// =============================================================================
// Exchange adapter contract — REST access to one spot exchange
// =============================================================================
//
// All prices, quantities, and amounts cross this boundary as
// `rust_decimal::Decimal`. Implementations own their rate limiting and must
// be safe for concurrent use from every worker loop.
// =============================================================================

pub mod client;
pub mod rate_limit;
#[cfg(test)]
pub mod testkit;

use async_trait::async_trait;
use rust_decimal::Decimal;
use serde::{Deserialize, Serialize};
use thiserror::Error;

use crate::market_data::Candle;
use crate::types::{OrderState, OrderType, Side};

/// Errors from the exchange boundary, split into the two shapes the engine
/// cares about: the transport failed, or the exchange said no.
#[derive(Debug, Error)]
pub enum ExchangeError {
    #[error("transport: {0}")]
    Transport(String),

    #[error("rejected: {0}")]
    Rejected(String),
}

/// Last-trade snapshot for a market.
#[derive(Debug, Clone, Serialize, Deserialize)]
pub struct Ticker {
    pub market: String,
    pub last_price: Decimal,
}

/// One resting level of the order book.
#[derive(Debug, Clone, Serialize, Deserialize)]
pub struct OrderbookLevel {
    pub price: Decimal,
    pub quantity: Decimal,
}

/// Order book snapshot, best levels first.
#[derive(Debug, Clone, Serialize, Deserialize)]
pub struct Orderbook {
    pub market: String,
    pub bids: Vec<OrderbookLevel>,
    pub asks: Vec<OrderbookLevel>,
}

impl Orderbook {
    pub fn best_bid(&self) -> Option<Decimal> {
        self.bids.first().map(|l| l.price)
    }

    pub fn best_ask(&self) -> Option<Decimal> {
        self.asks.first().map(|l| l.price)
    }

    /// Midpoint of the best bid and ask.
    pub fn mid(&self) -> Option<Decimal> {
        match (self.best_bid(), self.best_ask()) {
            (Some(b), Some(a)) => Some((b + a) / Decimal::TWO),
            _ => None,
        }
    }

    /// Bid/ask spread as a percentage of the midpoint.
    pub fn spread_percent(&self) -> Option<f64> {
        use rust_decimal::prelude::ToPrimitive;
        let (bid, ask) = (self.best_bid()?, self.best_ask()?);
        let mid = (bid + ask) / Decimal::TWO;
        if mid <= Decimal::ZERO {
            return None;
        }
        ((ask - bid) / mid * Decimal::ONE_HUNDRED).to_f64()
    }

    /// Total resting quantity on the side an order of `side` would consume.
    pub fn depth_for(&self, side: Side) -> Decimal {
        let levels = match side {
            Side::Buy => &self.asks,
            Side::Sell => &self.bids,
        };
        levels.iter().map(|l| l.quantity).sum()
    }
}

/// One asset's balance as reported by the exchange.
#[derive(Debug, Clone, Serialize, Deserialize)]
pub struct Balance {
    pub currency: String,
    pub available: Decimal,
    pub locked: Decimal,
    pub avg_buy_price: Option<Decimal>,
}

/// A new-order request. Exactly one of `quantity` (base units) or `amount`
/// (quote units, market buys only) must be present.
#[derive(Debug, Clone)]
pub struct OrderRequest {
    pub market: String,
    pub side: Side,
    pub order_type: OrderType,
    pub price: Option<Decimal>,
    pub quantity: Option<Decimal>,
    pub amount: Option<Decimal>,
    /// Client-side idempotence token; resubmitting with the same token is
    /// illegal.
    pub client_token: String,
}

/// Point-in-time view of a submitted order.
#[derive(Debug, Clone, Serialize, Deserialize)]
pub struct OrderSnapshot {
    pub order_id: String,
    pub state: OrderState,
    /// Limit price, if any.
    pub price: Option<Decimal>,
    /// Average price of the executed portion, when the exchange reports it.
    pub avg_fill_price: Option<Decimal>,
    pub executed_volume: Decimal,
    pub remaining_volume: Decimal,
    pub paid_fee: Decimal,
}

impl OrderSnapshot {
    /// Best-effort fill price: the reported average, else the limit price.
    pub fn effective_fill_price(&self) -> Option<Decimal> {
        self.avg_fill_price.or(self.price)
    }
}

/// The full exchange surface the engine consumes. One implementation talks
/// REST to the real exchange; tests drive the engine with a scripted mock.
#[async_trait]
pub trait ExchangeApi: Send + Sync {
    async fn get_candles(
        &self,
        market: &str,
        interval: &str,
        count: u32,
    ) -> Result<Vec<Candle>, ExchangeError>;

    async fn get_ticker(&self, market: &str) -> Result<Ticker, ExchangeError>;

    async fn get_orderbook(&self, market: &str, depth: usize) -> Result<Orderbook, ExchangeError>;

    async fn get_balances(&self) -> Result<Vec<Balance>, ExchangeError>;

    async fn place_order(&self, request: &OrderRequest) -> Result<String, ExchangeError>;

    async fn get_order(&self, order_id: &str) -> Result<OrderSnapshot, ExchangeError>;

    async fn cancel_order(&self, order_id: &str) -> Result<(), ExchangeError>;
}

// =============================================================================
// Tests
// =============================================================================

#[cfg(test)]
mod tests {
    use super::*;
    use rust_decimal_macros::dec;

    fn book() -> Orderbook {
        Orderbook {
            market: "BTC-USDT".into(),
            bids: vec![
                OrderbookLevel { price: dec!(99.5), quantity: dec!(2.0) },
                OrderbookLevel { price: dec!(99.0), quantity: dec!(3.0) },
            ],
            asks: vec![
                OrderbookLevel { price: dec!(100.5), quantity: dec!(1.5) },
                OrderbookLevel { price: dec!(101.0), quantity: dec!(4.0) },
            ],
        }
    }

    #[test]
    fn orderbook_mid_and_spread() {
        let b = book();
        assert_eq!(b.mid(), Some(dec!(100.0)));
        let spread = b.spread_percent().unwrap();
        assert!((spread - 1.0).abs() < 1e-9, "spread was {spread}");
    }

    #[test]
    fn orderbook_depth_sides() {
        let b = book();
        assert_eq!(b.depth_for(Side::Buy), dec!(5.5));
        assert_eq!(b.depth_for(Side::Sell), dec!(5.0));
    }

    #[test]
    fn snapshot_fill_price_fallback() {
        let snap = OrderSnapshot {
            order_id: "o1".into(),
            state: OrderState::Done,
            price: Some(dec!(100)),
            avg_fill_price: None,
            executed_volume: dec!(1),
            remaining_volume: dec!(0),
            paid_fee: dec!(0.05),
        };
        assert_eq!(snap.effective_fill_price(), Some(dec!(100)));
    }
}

--*--

■ Goal of the exercise
In the listing above, find the line with "the order book." and the line with "pub fn spread_percent(&self)"; output exactly those lines and all lines between them.

■ Result of this task
/// One resting level of the order book.
#[derive(Debug, Clone, Serialize, Deserialize)]
pub struct OrderbookLevel {
    pub price: Decimal,
    pub quantity: Decimal,
}

/// Order book snapshot, best levels first.
#[derive(Debug, Clone, Serialize, Deserialize)]
pub struct Orderbook {
    pub market: String,
    pub bids: Vec<OrderbookLevel>,
    pub asks: Vec<OrderbookLevel>,
}

impl Orderbook {
    pub fn best_bid(&self) -> Option<Decimal> {
        self.bids.first().map(|l| l.price)
    }

    pub fn best_ask(&self) -> Option<Decimal> {
        self.asks.first().map(|l| l.price)
    }

    /// Midpoint of the best bid and ask.
    pub fn mid(&self) -> Option<Decimal> {
        match (self.best_bid(), self.best_ask()) {
            (Some(b), Some(a)) => Some((b + a) / Decimal::TWO),
            _ => None,
        }
    }

    /// Bid/ask spread as a percentage of the midpoint.
    pub fn spread_percent(&self) -> Option<f64> {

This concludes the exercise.